What kind of change?

In 2008, we asked for a change in leadership and we apparently assumed that included being led in a different direction as well. There are many who tell us we got what we asked for. Others tell us we are getting what we asked for only it’s happening so slowly we aren’t able to appreciate it yet. Some describe only a change in names and faces.

Still others seem so terrified that the names and faces have changed they can’t be bothered with noticing a change of course.

Now that the bright lights and carnival music of the campaign sideshow are gone, I think we got exactly what we were promised: thoughtful leadership. Unfortunately, being thoughtful isnt the same as being correct or making the best choices.

Having a leader who seeks to understand multiple perspectives and wants to appeal to the most reasonable of those views isn’t the same as having a leader who rouses the desire to do the right thing and then marches “through hell for a heavenly cause.”

We got a thoughtful leader who somehow forgot to choose a passionate standard bearer to carry his banner of reason through the sucking quagmire of government process.

If our history is reliable, now we voters will find that passionate champion and, in another paroxysm of shortsightedness and stupidity, throw away reason in exchange for mindless short-term excitement.

David Stedman

Damascus

Politics entertain

Politics have become so entertaining these days, public policy is really no longer a factor. Even if President Obama balanced the federal budget, restricted abortion, reduced taxes and negotiated peace in the Middle East, Arkansans still would not vote for him. Arkansans do not want Obama’s kin. Arkansans prefer the Floridian, Mike Huckabee.

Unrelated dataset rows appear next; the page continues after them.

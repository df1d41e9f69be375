use std::collections::{BTreeMap, BTreeSet};

use anyhow::{bail, Context as _, Result};
use beacon_api::{containers::ValidatorInfo, require, BeaconNode, Capability, StateId};
use enumset::EnumSet;
use log::{debug, info};
use serde::Serialize;
use types::{
    nonstandard::ValidatorId,
    primitives::{Epoch, Gwei, Slot, ValidatorIndex},
};

use crate::{
    blocks::BlockCache,
    chain::{AnalysisOptions, ChainContext},
    classifier::{attesting_members, AttestationClassifier},
    committees::CommitteeCache,
    duplicates::{AttestationOrigin, DuplicateTracker},
    headers::HeaderCache,
    participation::ValidatorParticipation,
    sync_committees::{SyncCommitteeMisses, SyncCommitteeTally},
};

#[derive(Clone, Copy, PartialEq, Eq, Debug, Serialize)]
pub struct EpochProposal {
    pub slot: Slot,
    pub validator_index: ValidatorIndex,
    pub block: bool,
}

#[derive(Clone, PartialEq, Eq, Debug, Serialize)]
pub struct EpochSummary {
    pub epoch: Epoch,
    pub first_slot: Slot,
    pub last_slot: Slot,
    pub blocks: usize,
    pub proposals: Vec<EpochProposal>,
    pub sync_committee_validators: usize,
    pub sync_committee: Vec<SyncCommitteeMisses>,
    pub active_validators: usize,
    pub active_balance: Gwei,
    pub participating_validators: usize,
    pub participating_balance: Gwei,
    pub head_correct_validators: usize,
    pub head_correct_balance: Gwei,
    pub head_timely_validators: usize,
    pub head_timely_balance: Gwei,
    pub source_timely_validators: usize,
    pub source_timely_balance: Gwei,
    pub target_correct_validators: usize,
    pub target_correct_balance: Gwei,
    pub target_timely_validators: usize,
    pub target_timely_balance: Gwei,
    pub nonparticipating_validators: Vec<ValidatorParticipation>,
    pub nonheadcorrect_validators: Vec<ValidatorParticipation>,
    pub nonheadtimely_validators: Vec<ValidatorParticipation>,
    pub nonsourcetimely_validators: Vec<ValidatorParticipation>,
    pub nontargetcorrect_validators: Vec<ValidatorParticipation>,
    pub nontargettimely_validators: Vec<ValidatorParticipation>,
    pub blobs: usize,
}

/// Validators the summary is restricted to. `None` means every validator.
struct Selection {
    indices: Option<BTreeSet<ValidatorIndex>>,
}

impl Selection {
    fn contains(&self, validator_index: ValidatorIndex) -> bool {
        self.indices
            .as_ref()
            .is_none_or(|indices| indices.contains(&validator_index))
    }

    fn ids(&self) -> Vec<ValidatorId> {
        self.indices
            .iter()
            .flatten()
            .copied()
            .map(ValidatorId::Index)
            .collect()
    }
}

/// Proposals, attestations and sync committee participation over one epoch.
pub struct EpochSummaryAnalysis<'run, N: ?Sized> {
    node: &'run N,
    context: &'run ChainContext,
    options: AnalysisOptions,
}

impl<'run, N: BeaconNode + ?Sized> EpochSummaryAnalysis<'run, N> {
    pub fn new(node: &'run N, context: &'run ChainContext, options: AnalysisOptions) -> Result<Self> {
        require(node, Self::required_capabilities())?;

        Ok(Self {
            node,
            context,
            options,
        })
    }

    fn required_capabilities() -> EnumSet<Capability> {
        Capability::ProposerDuties
            | Capability::SignedBeaconBlocks
            | Capability::SyncCommittees
            | Capability::Validators
            | Capability::BeaconCommittees
            | Capability::BeaconBlockHeaders
    }

    /// Summarizes `epoch` for the validators in `validator_ids`, or for all validators if empty.
    ///
    /// Blocks after `current_slot` are not looked for.
    pub fn run(
        &self,
        epoch: Epoch,
        validator_ids: &[ValidatorId],
        current_slot: Slot,
    ) -> Result<EpochSummary> {
        let chain_time = &self.context.chain_time;
        let first_slot = chain_time.first_slot_of_epoch(epoch);
        let last_slot = chain_time.last_slot_of_epoch(epoch);

        info!("summarizing epoch {epoch} (slots {first_slot}..={last_slot})");

        let selection = self.selection(validator_ids)?;
        let mut blocks = BlockCache::new(self.node);

        let (block_count, proposals) = self.proposals(&mut blocks, epoch, &selection)?;

        let validators = self
            .node
            .validators(StateId::Slot(first_slot), &selection.ids())
            .context("failed to obtain validators for epoch")?
            .into_iter()
            .filter(|info| selection.contains(info.index))
            .map(|info| (info.index, info))
            .collect::<BTreeMap<_, _>>();

        let participations =
            self.participations(&mut blocks, epoch, &selection, &validators, current_slot)?;

        let (sync_committee_validators, sync_committee) =
            self.sync_committee(&mut blocks, epoch, &selection)?;

        let mut blobs = 0;

        for proposal in proposals.iter().filter(|proposal| proposal.block) {
            if let Some(block) = blocks
                .at_slot(proposal.slot)
                .with_context(|| format!("failed to obtain block for slot {}", proposal.slot))?
            {
                blobs += block.blob_kzg_commitment_count();
            }
        }

        let mut active = validators
            .values()
            .filter(|info| info.is_active_in(epoch))
            .filter_map(|info| participations.get(&info.index))
            .copied()
            .collect::<Vec<_>>();

        active.sort_by_key(|participation| {
            (
                participation.slot,
                participation.committee_index,
                participation.validator_index,
            )
        });

        let active_validators = validators
            .values()
            .filter(|info| info.is_active_in(epoch))
            .map(ValidatorInfo::effective_balance)
            .collect::<Vec<_>>();

        let (participating_validators, participating_balance) =
            tally(&active, ValidatorParticipation::participated);
        let (head_correct_validators, head_correct_balance) =
            tally(&active, |record| record.flags.head_correct);
        let (head_timely_validators, head_timely_balance) =
            tally(&active, |record| record.flags.head_timely);
        let (source_timely_validators, source_timely_balance) =
            tally(&active, |record| record.flags.source_timely);
        let (target_correct_validators, target_correct_balance) =
            tally(&active, |record| record.flags.target_correct);
        let (target_timely_validators, target_timely_balance) =
            tally(&active, |record| record.flags.target_timely);

        Ok(EpochSummary {
            epoch,
            first_slot,
            last_slot,
            blocks: block_count,
            proposals,
            sync_committee_validators,
            sync_committee,
            active_validators: active_validators.len(),
            active_balance: active_validators.iter().sum(),
            participating_validators,
            participating_balance,
            head_correct_validators,
            head_correct_balance,
            head_timely_validators,
            head_timely_balance,
            source_timely_validators,
            source_timely_balance,
            target_correct_validators,
            target_correct_balance,
            target_timely_validators,
            target_timely_balance,
            nonparticipating_validators: lacking(&active, ValidatorParticipation::participated),
            nonheadcorrect_validators: lacking(&active, |record| record.flags.head_correct),
            nonheadtimely_validators: lacking(&active, |record| record.flags.head_timely),
            nonsourcetimely_validators: lacking(&active, |record| record.flags.source_timely),
            nontargetcorrect_validators: lacking(&active, |record| record.flags.target_correct),
            nontargettimely_validators: lacking(&active, |record| record.flags.target_timely),
            blobs,
        })
    }

    fn selection(&self, validator_ids: &[ValidatorId]) -> Result<Selection> {
        if validator_ids.is_empty() {
            return Ok(Selection { indices: None });
        }

        let indices = self
            .node
            .validators(StateId::Head, validator_ids)
            .context("failed to obtain validators")?
            .into_iter()
            .map(|info| info.index)
            .collect::<BTreeSet<_>>();

        if indices.is_empty() {
            bail!("none of the requested validators are known");
        }

        Ok(Selection {
            indices: Some(indices),
        })
    }

    fn proposals(
        &self,
        blocks: &mut BlockCache<N>,
        epoch: Epoch,
        selection: &Selection,
    ) -> Result<(usize, Vec<EpochProposal>)> {
        let duties = self
            .node
            .proposer_duties(epoch)
            .context("failed to obtain proposer duties")?;

        let mut block_count = 0;
        let mut proposals = vec![];

        for duty in duties {
            let present = blocks
                .at_slot(duty.slot)
                .with_context(|| format!("failed to obtain block for slot {}", duty.slot))?
                .is_some();

            if present {
                block_count += 1;
            }

            if selection.contains(duty.validator_index) {
                proposals.push(EpochProposal {
                    slot: duty.slot,
                    validator_index: duty.validator_index,
                    block: present,
                });
            }
        }

        Ok((block_count, proposals))
    }

    fn participations(
        &self,
        blocks: &mut BlockCache<N>,
        epoch: Epoch,
        selection: &Selection,
        validators: &BTreeMap<ValidatorIndex, ValidatorInfo>,
        current_slot: Slot,
    ) -> Result<BTreeMap<ValidatorIndex, ValidatorParticipation>> {
        let chain_time = &self.context.chain_time;
        let mut committees = CommitteeCache::new(self.node);
        let mut headers =
            HeaderCache::new(self.node, self.options.deadline, self.options.max_walk_steps);
        let mut duplicates = DuplicateTracker::new();
        let classifier = AttestationClassifier::new(chain_time);

        let epoch_committees = committees.for_epoch(chain_time, epoch)?;

        let mut participations = BTreeMap::new();

        for (slot, committee_index, validator_index) in epoch_committees.assignments() {
            if selection.contains(validator_index) {
                let effective_balance = validators
                    .get(&validator_index)
                    .map(ValidatorInfo::effective_balance)
                    .unwrap_or_default();

                participations.entry(validator_index).or_insert_with(|| {
                    ValidatorParticipation::new(
                        validator_index,
                        effective_balance,
                        slot,
                        committee_index,
                    )
                });
            }
        }

        for inclusion_slot in self.context.inclusion_window(epoch, current_slot) {
            self.options.deadline.check()?;

            let Some(block) = blocks
                .at_slot(inclusion_slot)
                .with_context(|| format!("failed to obtain block for slot {inclusion_slot}"))?
            else {
                continue;
            };

            debug!("processing attestations in block at slot {inclusion_slot}");

            for (index, attestation) in block.attestations().enumerate() {
                let data = attestation.data();

                if chain_time.slot_to_epoch(data.slot) != epoch {
                    continue;
                }

                let origin = AttestationOrigin {
                    block: inclusion_slot,
                    index,
                };

                // An identical aggregate included later cannot improve on the first inclusion.
                if duplicates
                    .record_attestation(attestation.identity_root(), origin)
                    .is_some()
                {
                    continue;
                }

                let members = attesting_members(attestation, &epoch_committees)
                    .with_context(|| {
                        format!("failed to decode attestation {index} in block at slot {inclusion_slot}")
                    })?;

                let mut cached = None;

                for member in members {
                    let Some(participation) = participations.get_mut(&member.validator_index)
                    else {
                        continue;
                    };

                    let classification = match cached {
                        Some(classification) => classification,
                        None => {
                            *cached.insert(classifier.classify(&mut headers, data, inclusion_slot)?)
                        }
                    };

                    participation.record(data, &classification, inclusion_slot);
                }
            }
        }

        Ok(participations)
    }

    fn sync_committee(
        &self,
        blocks: &mut BlockCache<N>,
        epoch: Epoch,
        selection: &Selection,
    ) -> Result<(usize, Vec<SyncCommitteeMisses>)> {
        let chain_time = &self.context.chain_time;

        if epoch < chain_time.altair_fork_epoch() {
            return Ok((0, vec![]));
        }

        let first_slot = chain_time.first_slot_of_epoch(epoch);

        let committee = self
            .node
            .sync_committee(StateId::Slot(first_slot), Some(epoch))
            .context("failed to obtain sync committee")?;

        if committee.validators.is_empty() {
            bail!("sync committee for epoch {epoch} is empty");
        }

        let members = committee
            .validators
            .iter()
            .filter(|validator_index| selection.contains(**validator_index))
            .count();

        let mut tally = SyncCommitteeTally::new(&committee.validators);

        for slot in first_slot..=chain_time.last_slot_of_epoch(epoch) {
            let Some(block) = blocks
                .at_slot(slot)
                .with_context(|| format!("failed to obtain block for slot {slot}"))?
            else {
                continue;
            };

            let Some(aggregate) = block.sync_aggregate() else {
                break;
            };

            tally
                .record(slot, aggregate, |validator_index| {
                    selection.contains(validator_index)
                })
                .with_context(|| format!("failed to process sync aggregate for slot {slot}"))?;
        }

        Ok((members, tally.finish()))
    }
}

fn tally(
    records: &[ValidatorParticipation],
    predicate: impl Fn(&ValidatorParticipation) -> bool,
) -> (usize, Gwei) {
    records
        .iter()
        .filter(|record| predicate(record))
        .fold((0, 0), |(count, balance), record| {
            (count + 1, balance + record.effective_balance)
        })
}

fn lacking(
    records: &[ValidatorParticipation],
    predicate: impl Fn(&ValidatorParticipation) -> bool,
) -> Vec<ValidatorParticipation> {
    records
        .iter()
        .filter(|record| !predicate(record))
        .copied()
        .collect()
}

The only Democrats Arkansans will tolerate anymore are the Virginian, Blanche Lincoln, and the New Yorker, Bill Clinton. Mike Ross and Mark Pryor will soon have to turn Republican, or move to other states.

Republicans have taught us that balanced budgets do not really matter. President Clinton balanced his budget, but we like Texan G.W. Bush better. Everyone knows that Republicans are responsible for the lax standards that led to the BP spill, but Democrats have to clean it up. Now that’s entertainment.

Politics have become show business. The means to public policy have become more important than the policy itself.